→ **Aim of the task**
Your task is to copy every line of the entries that contains "Option".

→ **Source data**
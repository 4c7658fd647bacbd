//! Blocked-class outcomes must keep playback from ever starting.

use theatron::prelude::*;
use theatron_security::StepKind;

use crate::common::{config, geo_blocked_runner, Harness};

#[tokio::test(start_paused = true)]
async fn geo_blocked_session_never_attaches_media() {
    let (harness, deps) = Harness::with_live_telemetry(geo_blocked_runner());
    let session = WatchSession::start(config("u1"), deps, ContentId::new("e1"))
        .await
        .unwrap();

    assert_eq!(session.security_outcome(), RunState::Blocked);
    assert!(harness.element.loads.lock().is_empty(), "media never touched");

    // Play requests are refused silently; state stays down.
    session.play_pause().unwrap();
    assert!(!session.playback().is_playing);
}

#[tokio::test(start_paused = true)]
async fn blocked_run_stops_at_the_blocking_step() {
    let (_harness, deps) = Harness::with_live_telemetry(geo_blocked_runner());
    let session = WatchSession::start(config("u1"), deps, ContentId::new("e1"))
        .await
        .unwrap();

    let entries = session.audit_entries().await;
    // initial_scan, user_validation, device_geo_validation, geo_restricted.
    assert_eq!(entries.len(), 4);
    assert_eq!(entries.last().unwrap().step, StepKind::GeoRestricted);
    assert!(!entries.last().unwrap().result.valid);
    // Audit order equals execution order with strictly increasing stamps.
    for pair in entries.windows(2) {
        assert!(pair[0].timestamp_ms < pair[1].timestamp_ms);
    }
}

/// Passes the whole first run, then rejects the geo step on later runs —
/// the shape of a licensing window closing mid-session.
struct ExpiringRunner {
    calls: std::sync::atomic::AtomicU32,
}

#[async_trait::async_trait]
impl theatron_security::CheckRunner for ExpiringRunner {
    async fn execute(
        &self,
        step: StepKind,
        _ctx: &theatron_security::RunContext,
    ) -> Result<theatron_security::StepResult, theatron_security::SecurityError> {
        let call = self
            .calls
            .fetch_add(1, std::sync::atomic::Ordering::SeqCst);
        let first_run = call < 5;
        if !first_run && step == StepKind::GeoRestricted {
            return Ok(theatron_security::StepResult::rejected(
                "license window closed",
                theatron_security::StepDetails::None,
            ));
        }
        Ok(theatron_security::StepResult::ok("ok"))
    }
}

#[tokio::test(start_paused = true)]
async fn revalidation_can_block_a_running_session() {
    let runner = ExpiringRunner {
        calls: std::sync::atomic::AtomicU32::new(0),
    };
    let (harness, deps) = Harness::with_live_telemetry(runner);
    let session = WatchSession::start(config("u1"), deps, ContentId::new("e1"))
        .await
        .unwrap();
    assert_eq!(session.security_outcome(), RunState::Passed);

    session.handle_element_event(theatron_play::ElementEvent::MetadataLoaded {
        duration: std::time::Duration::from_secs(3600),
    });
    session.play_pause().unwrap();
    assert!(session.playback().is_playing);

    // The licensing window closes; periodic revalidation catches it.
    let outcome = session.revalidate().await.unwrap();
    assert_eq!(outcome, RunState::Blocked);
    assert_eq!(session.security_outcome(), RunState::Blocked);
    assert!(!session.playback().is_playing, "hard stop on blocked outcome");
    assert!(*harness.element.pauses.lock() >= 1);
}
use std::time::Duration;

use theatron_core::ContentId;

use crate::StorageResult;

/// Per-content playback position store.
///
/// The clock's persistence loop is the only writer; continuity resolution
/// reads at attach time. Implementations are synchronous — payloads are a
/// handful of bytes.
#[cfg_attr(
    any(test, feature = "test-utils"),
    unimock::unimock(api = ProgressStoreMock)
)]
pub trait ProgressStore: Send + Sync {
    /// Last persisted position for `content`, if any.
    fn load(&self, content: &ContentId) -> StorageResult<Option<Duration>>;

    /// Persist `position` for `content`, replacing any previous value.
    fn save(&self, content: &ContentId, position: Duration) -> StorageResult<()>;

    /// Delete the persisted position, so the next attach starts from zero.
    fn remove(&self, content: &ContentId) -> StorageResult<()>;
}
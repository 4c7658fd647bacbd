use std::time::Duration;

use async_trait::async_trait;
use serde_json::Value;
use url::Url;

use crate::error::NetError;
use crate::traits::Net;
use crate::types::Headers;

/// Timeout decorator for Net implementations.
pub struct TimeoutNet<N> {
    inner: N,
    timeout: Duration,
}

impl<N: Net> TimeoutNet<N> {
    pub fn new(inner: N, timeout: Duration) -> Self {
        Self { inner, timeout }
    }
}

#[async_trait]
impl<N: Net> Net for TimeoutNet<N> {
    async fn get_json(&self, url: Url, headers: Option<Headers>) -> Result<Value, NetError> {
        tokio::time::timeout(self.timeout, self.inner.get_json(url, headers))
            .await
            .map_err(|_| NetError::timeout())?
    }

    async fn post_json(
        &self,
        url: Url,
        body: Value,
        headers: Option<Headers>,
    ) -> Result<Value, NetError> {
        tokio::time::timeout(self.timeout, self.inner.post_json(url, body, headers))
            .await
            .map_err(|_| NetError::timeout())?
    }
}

→ **Solution**
    fn load(&self, content: &ContentId) -> StorageResult<Option<Duration>>;
    async fn get_json(&self, url: Url, headers: Option<Headers>) -> Result<Value, NetError> {
        headers: Option<Headers>,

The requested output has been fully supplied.